--- PROBLEM DESCRIPTION ---
Once the line with "($variant:ident, $wide:ident, $($ty:ty),*)" is found in the entries below, repeat it and each following line exactly, up to and including the line with "impl CastScalar for bool". Add no other lines.

[Dataset entries]
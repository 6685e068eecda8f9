use super::*;
use enumset::EnumSet;
use half::f16;

/// An element value in transit between two dtypes.
///
/// Conversions follow unsafe-cast semantics: integer narrowing wraps,
/// float-to-integer truncates toward zero (saturating at the bounds,
/// NaN becomes zero), integer-to-float rounds to nearest.
#[derive(Debug, Clone, Copy, PartialEq)]
pub enum Scalar {
    Bool(bool),
    Int(i64),
    UInt(u64),
    Float(f64),
}

impl Scalar {
    pub fn as_i64(self) -> i64 {
        match self {
            Self::Bool(b) => b as i64,
            Self::Int(i) => i,
            Self::UInt(u) => u as i64,
            Self::Float(f) => f as i64,
        }
    }

    pub fn as_u64(self) -> u64 {
        match self {
            Self::Bool(b) => b as u64,
            Self::Int(i) => i as u64,
            Self::UInt(u) => u,
            Self::Float(f) => f as u64,
        }
    }

    pub fn as_f64(self) -> f64 {
        match self {
            Self::Bool(b) => b as u8 as f64,
            Self::Int(i) => i as f64,
            Self::UInt(u) => u as f64,
            Self::Float(f) => f,
        }
    }

    pub fn as_bool(self) -> bool {
        match self {
            Self::Bool(b) => b,
            Self::Int(i) => i != 0,
            Self::UInt(u) => u != 0,
            Self::Float(f) => f != 0.0,
        }
    }
}

/// Conversion of a Rust scalar to and from [`Scalar`].
pub trait CastScalar: Copy {
    fn to_scalar(self) -> Scalar;
    fn from_scalar(value: Scalar) -> Self;

    fn cast<U: CastScalar>(self) -> U {
        U::from_scalar(self.to_scalar())
    }
}

macro_rules! impl_cast_int {
    ($variant:ident, $wide:ident, $($ty:ty),*) => {
        $(impl CastScalar for $ty {
            fn to_scalar(self) -> Scalar {
                Scalar::$variant(self as _)
            }

            fn from_scalar(value: Scalar) -> Self {
                match value {
                    // Saturating float conversion, then wrap like any other integer.
                    Scalar::Float(f) => f as $ty,
                    other => other.$wide() as $ty,
                }
            }
        })*
    };
}

impl_cast_int!(Int, as_i64, i8, i16, i32, i64);
impl_cast_int!(UInt, as_u64, u8, u16, u32, u64);

impl CastScalar for bool {
    fn to_scalar(self) -> Scalar {
        Scalar::Bool(self)
    }

    fn from_scalar(value: Scalar) -> Self {
        value.as_bool()
    }
}

impl CastScalar for Char {
    fn to_scalar(self) -> Scalar {
        Scalar::UInt(self.0 as u64)
    }

    fn from_scalar(value: Scalar) -> Self {
        Char(u8::from_scalar(value))
    }
}

impl CastScalar for f16 {
    fn to_scalar(self) -> Scalar {
        Scalar::Float(self.to_f64())
    }

    fn from_scalar(value: Scalar) -> Self {
        f16::from_f64(value.as_f64())
    }
}

impl CastScalar for f32 {
    fn to_scalar(self) -> Scalar {
        Scalar::Float(self as f64)
    }

    fn from_scalar(value: Scalar) -> Self {
        value.as_f64() as f32
    }
}

impl CastScalar for f64 {
    fn to_scalar(self) -> Scalar {
        Scalar::Float(self)
    }

    fn from_scalar(value: Scalar) -> Self {
        value.as_f64()
    }
}

impl DType {
    const fn promotion_lattice(self) -> &'static [Self] {
        use DType::*;
        match self {
            Bool => &[Int8, UInt8],
            Char => &[UInt8],
            Int8 => &[Int16],
            Int16 => &[Int32],
            Int32 => &[Int64],
            Int64 | CLong => &[Float64],
            UInt8 => &[Int16, UInt16],
            UInt16 => &[Int32, UInt32],
            UInt32 => &[Int64, UInt64],
            UInt64 | CULong => &[Float64],
            Float16 => &[Float32],
            Float32 => &[Float64],
            Float64 => &[],
        }
    }

    fn get_recursive_parents(self) -> EnumSet<Self> {
        self.promotion_lattice()
            .iter()
            .fold(EnumSet::only(self), |dtypes, &parent| dtypes.union(parent.get_recursive_parents()))
    }

    /// Check whether every value of `self` is representable in `to`.
    ///
    /// Platform-width kinds are compared by byte width against the fixed
    /// width kind of the same signedness.
    pub fn can_safe_cast(self, to: Self) -> bool {
        if self == to {
            return true;
        }
        match (self, to) {
            (Self::CLong, Self::Int32 | Self::Int64) | (Self::CULong, Self::UInt32 | Self::UInt64) => {
                self.bytes() <= to.bytes()
            }
            (Self::Int32 | Self::Int64, Self::CLong) | (Self::UInt32 | Self::UInt64, Self::CULong) => {
                self.bytes() <= to.bytes()
            }
            _ => self.get_recursive_parents().contains(to),
        }
    }
}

--- WRITTEN ANSWER ---
    ($variant:ident, $wide:ident, $($ty:ty),*) => {
        $(impl CastScalar for $ty {
            fn to_scalar(self) -> Scalar {
                Scalar::$variant(self as _)
            }

            fn from_scalar(value: Scalar) -> Self {
                match value {
                    // Saturating float conversion, then wrap like any other integer.
                    Scalar::Float(f) => f as $ty,
                    other => other.$wide() as $ty,
                }
            }
        })*
    };
}

impl_cast_int!(Int, as_i64, i8, i16, i32, i64);
impl_cast_int!(UInt, as_u64, u8, u16, u32, u64);

impl CastScalar for bool {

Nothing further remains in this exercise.